Down, down, down fell the car, but, to Roy's surprise no one seemed to mind it. To him it felt, as he expressed it, "as if the bottom had dropped out of his stomach."

Roy clung to one side of the iron grating which formed the car. Every moment he expected the cage to be dashed to pieces. Then some one laughed. Roy knew something was going on that he didn't understand.

A moment later the car came to a gradual stop, amid a hissing of air.

"Say, stranger, does it often break loose and go on a stampede that way?" asked Roy of the attendant who opened the door at the ground floor.

"What's the matter? Did it scare you?"

"Well, it was a pretty good imitation of it," replied Roy, while the other passengers broke into laughter. "I sure thought I was going to China. What was the matter?"

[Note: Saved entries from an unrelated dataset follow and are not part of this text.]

//! Currency reconciliation engine.
//!
//! The engine owns the conversion state of uploaded receipts: given a batch
//! of receipt ids and a target base currency, it fetches a historical
//! exchange rate per receipt (keyed by the receipt's transaction date),
//! computes the converted total, updates the receipt and appends an
//! immutable [`ReconciliationEntry`] describing the attempt, successful or
//! not.
//!
//! Expected failures (missing rate, provider timeout, missing receipt data)
//! never abort a batch and never raise: each receipt gets exactly one
//! [`ReconcileOutcome`] explaining what happened, in input order.

use chrono::Utc;
use sea_orm::DatabaseConnection;

pub use error::EngineError;
pub use extract::{ExtractedFields, MockExtractor, ReceiptExtractor};
pub use ledger::ReconciliationEntry;
pub use rates::{CurrencySet, FRANKFURTER_BASE_URL, Frankfurter, RateQuote, RateSource};
pub use receipts::{NewReceipt, Receipt};

mod error;
mod extract;
mod ledger;
mod rates;
mod receipts;

type ResultEngine<T> = Result<T, EngineError>;

/// Per-receipt result of a [`Engine::reconcile`] batch.
#[derive(Clone, Debug, PartialEq)]
pub struct ReconcileOutcome {
    pub receipt_id: i32,
    pub success: bool,
    pub message: String,
}

impl ReconcileOutcome {
    fn success(receipt_id: i32, message: String) -> Self {
        Self {
            receipt_id,
            success: true,
            message,
        }
    }

    fn failure(receipt_id: i32, message: String) -> Self {
        Self {
            receipt_id,
            success: false,
            message,
        }
    }
}

pub struct Engine {
    database: DatabaseConnection,
    rates: Box<dyn RateSource>,
}

impl std::fmt::Debug for Engine {
    fn fmt(&self, f: &mut std::fmt::Formatter<'_>) -> std::fmt::Result {
        f.debug_struct("Engine")
            .field("rate_source", &self.rates.label())
            .finish_non_exhaustive()
    }
}

impl Engine {
    /// Return a builder for `Engine`. Help to build the struct.
    pub fn builder() -> EngineBuilder {
        EngineBuilder::default()
    }

    /// Ingest a receipt. Conversion state starts empty and is only ever
    /// written by [`Engine::reconcile`].
    pub async fn new_receipt(&self, receipt: NewReceipt) -> ResultEngine<Receipt> {
        if receipt.file_name.trim().is_empty() {
            return Err(EngineError::InvalidInput(
                "file_name is required".to_string(),
            ));
        }

        let id = receipts::insert(&self.database, &receipt, Utc::now()).await?;
        receipts::by_id(&self.database, id)
            .await?
            .ok_or_else(|| EngineError::KeyNotFound(format!("receipt {id}")))
    }

    pub async fn receipt(&self, id: i32) -> ResultEngine<Receipt> {
        receipts::by_id(&self.database, id)
            .await?
            .ok_or_else(|| EngineError::KeyNotFound(format!("receipt {id}")))
    }

    /// All receipts, newest upload first.
    pub async fn receipts(&self) -> ResultEngine<Vec<Receipt>> {
        receipts::all(&self.database).await
    }

    /// Full reconciliation ledger, newest attempt first.
    pub async fn reconciliation_history(&self) -> ResultEngine<Vec<ReconciliationEntry>> {
        ledger::history(&self.database).await
    }

    /// Ids of receipts not yet reconciled for `base_currency` (and holding
    /// all three facts reconciliation needs).
    pub async fn pending_receipt_ids(&self, base_currency: &str) -> ResultEngine<Vec<i32>> {
        let base = normalize_currency(base_currency)?;
        receipts::eligible_ids(&self.database, Some(&base)).await
    }

    /// Ids of every reconcilable receipt, already-converted ones included.
    /// This is what "re-reconcile everything" operates on.
    pub async fn eligible_receipt_ids(&self) -> ResultEngine<Vec<i32>> {
        receipts::eligible_ids(&self.database, None).await
    }

    /// Rate adapter passthrough.
    pub async fn historical_rate(&self, from: &str, to: &str, date: &str) -> RateQuote {
        self.rates.historical_rate(from, to, date).await
    }

    /// Currencies offered for selection; falls back to a fixed list when the
    /// provider is unreachable.
    pub async fn available_currencies(&self) -> CurrencySet {
        self.rates.available_currencies().await
    }

    /// Reconcile a batch of receipts into `base_currency`.
    ///
    /// Returns exactly one outcome per input id, in input order. An `Err` is
    /// only possible for an invalid call (empty base currency); everything
    /// that goes wrong per receipt, store faults included, is folded into
    /// that receipt's outcome and the batch moves on.
    pub async fn reconcile(
        &self,
        receipt_ids: &[i32],
        base_currency: &str,
    ) -> ResultEngine<Vec<ReconcileOutcome>> {
        let base = normalize_currency(base_currency)?;

        let mut outcomes = Vec::with_capacity(receipt_ids.len());
        for &receipt_id in receipt_ids {
            let outcome = match self.reconcile_one(receipt_id, &base).await {
                Ok(outcome) => outcome,
                Err(err) => ReconcileOutcome::failure(
                    receipt_id,
                    format!("Error processing receipt ID {receipt_id}: {err}"),
                ),
            };
            outcomes.push(outcome);
        }

        Ok(outcomes)
    }

    /// One receipt's read → rate → write sequence. `Err` means a store
    /// fault; expected failures come back as `Ok` outcomes.
    async fn reconcile_one(&self, receipt_id: i32, base: &str) -> ResultEngine<ReconcileOutcome> {
        let Some(receipt) = receipts::by_id(&self.database, receipt_id).await? else {
            // Nothing to audit: a nonexistent receipt leaves no ledger row.
            return Ok(ReconcileOutcome::failure(
                receipt_id,
                format!("Receipt ID {receipt_id} not found"),
            ));
        };

        let (Some(original_total), Some(original_currency), Some(transaction_date)) = (
            receipt.original_total,
            receipt.original_currency.clone(),
            receipt.transaction_date,
        ) else {
            // Precondition failure, distinct from a rate-lookup failure: no
            // attempt was made, so no ledger row either.
            return Ok(ReconcileOutcome::failure(
                receipt_id,
                format!(
                    "{}: Missing required data for reconciliation",
                    receipt.file_name
                ),
            ));
        };

        let date = transaction_date.format("%Y-%m-%d").to_string();
        let quote = self
            .rates
            .historical_rate(&original_currency, base, &date)
            .await;
        let reconciliation_time = Utc::now();

        if let Some(rate) = quote.rate.filter(|_| quote.is_success()) {
            // Full-precision product; rounding is presentation-only.
            let converted_total = original_total * rate;

            receipts::update_conversion(&self.database, receipt_id, converted_total, base).await?;
            ledger::append(
                &self.database,
                &ledger::NewEntry {
                    receipt_id,
                    reconciliation_time,
                    transaction_date: Some(transaction_date),
                    original_currency: Some(original_currency.clone()),
                    original_total: Some(original_total),
                    base_currency: Some(base.to_string()),
                    converted_total: Some(converted_total),
                    exchange_rate: Some(rate),
                    rate_source: self.rates.label().to_string(),
                    status: "Success".to_string(),
                    notes: quote.status,
                    file_name: Some(receipt.file_name.clone()),
                    merchant_name: receipt.merchant_name.clone(),
                },
            )
            .await?;

            Ok(ReconcileOutcome::success(
                receipt_id,
                format!(
                    "{}: Converted {} {} to {:.2} {} (Rate: {:.6})",
                    receipt.file_name, original_total, original_currency, converted_total, base,
                    rate
                ),
            ))
        } else {
            // A failed attempt is still an auditable event, but it must not
            // clear a previously successful conversion.
            ledger::append(
                &self.database,
                &ledger::NewEntry {
                    receipt_id,
                    reconciliation_time,
                    transaction_date: Some(transaction_date),
                    original_currency: Some(original_currency),
                    original_total: Some(original_total),
                    base_currency: Some(base.to_string()),
                    converted_total: None,
                    exchange_rate: None,
                    rate_source: self.rates.label().to_string(),
                    status: quote.status.clone(),
                    notes: quote.status.clone(),
                    file_name: Some(receipt.file_name.clone()),
                    merchant_name: receipt.merchant_name,
                },
            )
            .await?;

            Ok(ReconcileOutcome::failure(
                receipt_id,
                format!("{}: {}", receipt.file_name, quote.status),
            ))
        }
    }
}

fn normalize_currency(code: &str) -> ResultEngine<String> {
    let code = code.trim().to_uppercase();
    if code.is_empty() {
        return Err(EngineError::InvalidInput(
            "base currency is required".to_string(),
        ));
    }
    Ok(code)
}

#[derive(Default)]
pub struct EngineBuilder {
    database: DatabaseConnection,
    rates: Option<Box<dyn RateSource>>,
}

impl EngineBuilder {
    /// Pass the required database
    pub fn database(mut self, db: DatabaseConnection) -> EngineBuilder {
        self.database = db;
        self
    }

    /// Override the rate source (tests, alternative providers).
    pub fn rate_source(mut self, rates: Box<dyn RateSource>) -> EngineBuilder {
        self.rates = Some(rates);
        self
    }

    /// Construct `Engine`, defaulting the rate source to [`Frankfurter`].
    pub fn build(self) -> ResultEngine<Engine> {
        let rates = match self.rates {
            Some(rates) => rates,
            None => Box::new(Frankfurter::new()?),
        };

        Ok(Engine {
            database: self.database,
            rates,
        })
    }
}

"Nothing. This is an express elevator, and it drops from the twentieth story to the ground in about fifteen seconds. It lands into an air chamber, as soft as a piece of rubber. There's no danger. I do it a hundred times a day."

"You'll have to excuse me the next time," said Roy, with a smile as he got out. "I don't exactly cotton to elevators anyhow, but when they drop you like a steer falling over a cliff, why it'll be walk the stairs for mine, after this. It sure will."

"Guess you're from out West, ain't you?"